Da Redação
O Tribunal Superior do Trabalho rejeitou recurso de trabalhador que alegava ter sido dispensado por causa do vício. Empresa acompanhou tratamento por anos e ofereceu programa de recuperação. A decisão unânime é da Sétima Turma do TST que negou o pedido de reintegração de um operador da General Motors do Brasil que alegava ter sido demitido em razão de sua dependência química.
Para os ministros, o histórico de suporte da montadora ao trabalhador demonstra que a dispensa não teve relação com a doença. O caso envolveu um empregado de Mauá (SP) que trabalhou na empresa de 2004 a 2019.
Quinze anos de vício e nove de vínculo empregatício
O trabalhador relatou que lida com a dependência química desde os 16 anos, em 1994 — portanto, dez anos antes de ser contratado pela GM. Durante os nove anos em que esteve na empresa, passou por diversas internações e afastamentos relacionados ao problema.
No início de 2019, sofreu uma recaída que o levou a entrar em licença previdenciária. Duas semanas depois de receber alta, foi dispensado. Na ação trabalhista, ele argumentou que a demissão ocorreu exatamente nesse momento delicado e que, sem emprego, não teria condições de arcar com um tratamento adequado. Por isso, pediu a reintegração ao cargo e indenização de R$ 20 mil por danos morais.
Empresa demonstrou que acompanhou de perto a recuperação do funcionário
A General Motors rebateu as alegações apresentando um argumento central: sabia da dependência do trabalhador desde 2010 e, mesmo assim, manteve o vínculo empregatício por todos esses anos. Além disso, a montadora afirmou ter oferecido ao funcionário participação em seu Programa de Recuperação de Empregado Dependente Químico, acompanhando de perto as etapas do tratamento médico e clínico.

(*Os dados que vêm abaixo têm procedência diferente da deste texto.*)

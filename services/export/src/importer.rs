//! Restore an exported bucket into a local directory.

use crate::blob_store::{list_objects, BlobStore, StoreError};
use crate::codec::{ArchiveCodec, CodecError};
use crate::exporter::{INDEX_OBJECT, RUNNING_INSTANCES_OBJECT};
use futures::TryStreamExt;
use std::io;
use std::path::{Path, PathBuf};
use std::sync::Arc;
use thiserror::Error;
use tokio::io::AsyncWriteExt;
use tracing::{debug, info, instrument};

/// Objects that are not archives and are never extracted
const RESERVED_OBJECTS: [&str; 2] = [INDEX_OBJECT, RUNNING_INSTANCES_OBJECT];

/// Name prefix of the scratch file an object is downloaded into
const DOWNLOAD_PREFIX: &str = ".download-";

#[derive(Error, Debug)]
pub enum ImportError {
    #[error("Bucket {0} contains no objects")]
    EmptyBucket(String),

    #[error("Unable to list objects: {0}")]
    List(StoreError),

    #[error("Unable to download object {object}: {source}")]
    Download { object: String, source: StoreError },

    #[error("Unable to write {path}: {source}")]
    Write { path: PathBuf, source: io::Error },

    #[error("Unable to extract object {object}: {source}")]
    Extract { object: String, source: CodecError },

    #[error("Unable to remove {path}: {source}")]
    Cleanup { path: PathBuf, source: io::Error },

    #[error("Extraction task failed: {0}")]
    Join(#[from] tokio::task::JoinError),
}

/// Result of importing one bucket
#[derive(Debug, Clone, Default, PartialEq, Eq)]
pub struct ImportSummary {
    /// Archive objects extracted
    pub extracted: usize,
    /// Reserved objects skipped
    pub skipped: usize,
}

/// Downloads and unpacks every archive object of a bucket
pub struct Importer {
    store: Arc<dyn BlobStore>,
    codec: Arc<dyn ArchiveCodec>,
}

impl Importer {
    pub fn new(store: Arc<dyn BlobStore>, codec: Arc<dyn ArchiveCodec>) -> Self {
        Self { store, codec }
    }

    /// Extract every archive object of `bucket` into `target_dir`.
    ///
    /// Objects are processed one at a time in listing order; the first
    /// failure aborts the import.
    #[instrument(skip(self, target_dir), fields(target = %target_dir.display()))]
    pub async fn import_bucket(&self, bucket: &str, target_dir: &Path) -> Result<ImportSummary, ImportError> {
        tokio::fs::create_dir_all(target_dir)
            .await
            .map_err(|source| ImportError::Write {
                path: target_dir.to_path_buf(),
                source,
            })?;

        let mut summary = ImportSummary::default();
        let mut objects = list_objects(self.store.as_ref(), bucket);

        while let Some(object) = objects.try_next().await.map_err(ImportError::List)? {
            if RESERVED_OBJECTS.contains(&object.name.as_str()) {
                debug!(object = %object.name, "Skipping reserved object");
                summary.skipped += 1;
                continue;
            }

            self.import_object(bucket, &object.name, target_dir).await?;
            summary.extracted += 1;
        }

        if summary.extracted == 0 && summary.skipped == 0 {
            return Err(ImportError::EmptyBucket(bucket.to_string()));
        }

        info!(
            bucket = %bucket,
            extracted = summary.extracted,
            skipped = summary.skipped,
            "Import complete"
        );
        Ok(summary)
    }

    /// Stream one object into a scratch file, then unpack it.
    ///
    /// The object key is never used as a local path; the scratch file lives
    /// in `target_dir` under a generated name and is removed on every path.
    async fn import_object(&self, bucket: &str, object: &str, target_dir: &Path) -> Result<(), ImportError> {
        let download_error = |source| ImportError::Download {
            object: object.to_string(),
            source,
        };
        let mut chunks = self
            .store
            .stream_object(bucket, object)
            .await
            .map_err(download_error)?;

        let download = tempfile::Builder::new()
            .prefix(DOWNLOAD_PREFIX)
            .tempfile_in(target_dir)
            .map_err(|source| ImportError::Write {
                path: target_dir.to_path_buf(),
                source,
            })?;
        let write_error = |source| ImportError::Write {
            path: download.path().to_path_buf(),
            source,
        };

        let mut file = tokio::fs::File::from_std(download.reopen().map_err(write_error)?);
        let mut size_bytes = 0u64;
        while let Some(chunk) = chunks.try_next().await.map_err(download_error)? {
            file.write_all(&chunk).await.map_err(write_error)?;
            size_bytes += chunk.len() as u64;
        }
        file.flush().await.map_err(write_error)?;
        drop(file);
        debug!(object = %object, size_bytes, "Object downloaded");

        let codec = self.codec.clone();
        let target = target_dir.to_path_buf();
        let name = object.to_string();
        tokio::task::spawn_blocking(move || -> Result<(), ImportError> {
            let extract_error = |source| ImportError::Extract {
                object: name.clone(),
                source,
            };
            let mut archive = download.reopen().map_err(|source| {
                extract_error(CodecError::Extract {
                    path: download.path().to_path_buf(),
                    source,
                })
            })?;
            codec
                .decompress_and_extract(&mut archive, &target)
                .map_err(extract_error)?;
            drop(archive);

            let path = download.path().to_path_buf();
            download
                .close()
                .map_err(|source| ImportError::Cleanup { path, source })
        })
        .await??;

        metrics::counter!("importer.objects.extracted").increment(1);
        metrics::counter!("importer.bytes.downloaded").increment(size_bytes);
        info!(object = %object, "Object extracted");
        Ok(())
    }
}

#[cfg(test)]
mod tests {
    use super::*;
    use crate::blob_store::{MemoryBlobStore, MockBlobStore, ObjectSummary};
    use crate::codec::TarGzCodec;
    use crate::exporter::tests::{exporter, inventory, round_trip_metrics};
    use crate::paging::Page;
    use bytes::Bytes;
    use tempfile::TempDir;

    fn file_names(dir: &Path) -> Vec<String> {
        let mut names: Vec<String> = std::fs::read_dir(dir)
            .unwrap()
            .map(|entry| entry.unwrap().file_name().to_string_lossy().into_owned())
            .collect();
        names.sort();
        names
    }

    #[tokio::test]
    async fn test_export_then_import_round_trip() {
        let staging = TempDir::new().unwrap();
        let store = Arc::new(MemoryBlobStore::new());
        let summary = exporter(round_trip_metrics(), inventory(false), store.clone(), &staging)
            .export_project("acme", "proj")
            .await
            .unwrap();

        let target = TempDir::new().unwrap();
        let importer = Importer::new(store, Arc::new(TarGzCodec::new()));
        let imported = importer
            .import_bucket(&summary.bucket, target.path())
            .await
            .unwrap();

        assert_eq!(imported, ImportSummary { extracted: 1, skipped: 2 });
        assert_eq!(
            file_names(target.path()),
            vec![
                "compute.googleapis.com_instance_cpu_utilization-1".to_string(),
                "compute.googleapis.com_instance_cpu_utilization-2".to_string(),
            ]
        );
    }

    #[tokio::test]
    async fn test_empty_bucket_is_an_error() {
        let store = Arc::new(MemoryBlobStore::new());
        store.create_bucket("empty").await.unwrap();
        let target = TempDir::new().unwrap();

        let result = Importer::new(store, Arc::new(TarGzCodec::new()))
            .import_bucket("empty", target.path())
            .await;

        assert!(matches!(result, Err(ImportError::EmptyBucket(_))));
    }

    #[tokio::test]
    async fn test_reserved_objects_only() {
        let store = Arc::new(MemoryBlobStore::new());
        store.create_bucket("b").await.unwrap();
        store
            .put_object("b", INDEX_OBJECT, Bytes::from_static(b"{\"clusters\":{}}"))
            .await
            .unwrap();
        let target = TempDir::new().unwrap();

        let imported = Importer::new(store, Arc::new(TarGzCodec::new()))
            .import_bucket("b", target.path())
            .await
            .unwrap();

        assert_eq!(imported, ImportSummary { extracted: 0, skipped: 1 });
        assert!(file_names(target.path()).is_empty());
    }

    #[tokio::test]
    async fn test_missing_bucket_fails_listing() {
        let target = TempDir::new().unwrap();
        let result = Importer::new(Arc::new(MemoryBlobStore::new()), Arc::new(TarGzCodec::new()))
            .import_bucket("missing", target.path())
            .await;

        assert!(matches!(
            result,
            Err(ImportError::List(StoreError::NoSuchBucket(_)))
        ));
    }

    #[tokio::test]
    async fn test_download_failure_aborts() {
        let mut store = MockBlobStore::new();
        store.expect_list_objects_page().returning(|_, _| {
            Ok(Page::last(vec![ObjectSummary {
                name: "compute-metric1".to_string(),
                size: Some(10),
            }]))
        });
        store.expect_stream_object().times(1).returning(|bucket, key| {
            Err(StoreError::Get {
                bucket: bucket.to_string(),
                key: key.to_string(),
                message: "timeout".to_string(),
            })
        });
        let target = TempDir::new().unwrap();

        let result = Importer::new(Arc::new(store), Arc::new(TarGzCodec::new()))
            .import_bucket("b", target.path())
            .await;

        assert!(matches!(result, Err(ImportError::Download { .. })));
    }

    #[tokio::test]
    async fn test_corrupt_archive_aborts_and_leaves_nothing_behind() {
        let store = Arc::new(MemoryBlobStore::new());
        store.create_bucket("b").await.unwrap();
        store
            .put_object("b", "compute-metric1", Bytes::from_static(b"not gzip"))
            .await
            .unwrap();
        let target = TempDir::new().unwrap();

        let result = Importer::new(store, Arc::new(TarGzCodec::new()))
            .import_bucket("b", target.path())
            .await;

        assert!(matches!(result, Err(ImportError::Extract { .. })));
        assert!(file_names(target.path()).is_empty());
    }

    #[tokio::test]
    async fn test_object_keys_never_become_local_paths() {
        let root = TempDir::new().unwrap();
        let victim = root.path().join("escaped");
        std::fs::write(&victim, "precious").unwrap();

        let records = TempDir::new().unwrap();
        std::fs::write(records.path().join("rec-1"), "{}").unwrap();
        let archive = Bytes::from(TarGzCodec::new().compress_directory(records.path()).unwrap());

        let store = Arc::new(MemoryBlobStore::new());
        store.create_bucket("b").await.unwrap();
        for key in ["../escaped", "nested/compute-metric1"] {
            store.put_object("b", key, archive.clone()).await.unwrap();
        }

        let target = root.path().join("target");
        let imported = Importer::new(store, Arc::new(TarGzCodec::new()))
            .import_bucket("b", &target)
            .await
            .unwrap();

        assert_eq!(imported, ImportSummary { extracted: 2, skipped: 0 });
        assert_eq!(std::fs::read_to_string(&victim).unwrap(), "precious");
        assert_eq!(file_names(&target), vec!["rec-1".to_string()]);
        assert_eq!(
            file_names(root.path()),
            vec!["escaped".to_string(), "target".to_string()]
        );
    }
}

Tanto a primeira quanto a segunda instância da Justiça do Trabalho já haviam concluído que a dispensa não foi discriminatória. O operador então recorreu ao TST na tentativa de reverter o resultado.
TST: sem provas de discriminação, pedido não se sustenta
O ministro Evandro Valadão, relator do caso, destacou que o comportamento da empresa ao longo dos anos fala por si. Se a intenção fosse discriminar o trabalhador por causa do vício, a montadora dificilmente teria mantido o emprego por quase uma década e ainda custeado um programa de reabilitação.
Valadão também lembrou que, em casos assim, cabe ao empregado apresentar provas concretas de que a demissão foi motivada pela condição de saúde. Como isso não aconteceu, o recurso foi rejeitado por unanimidade.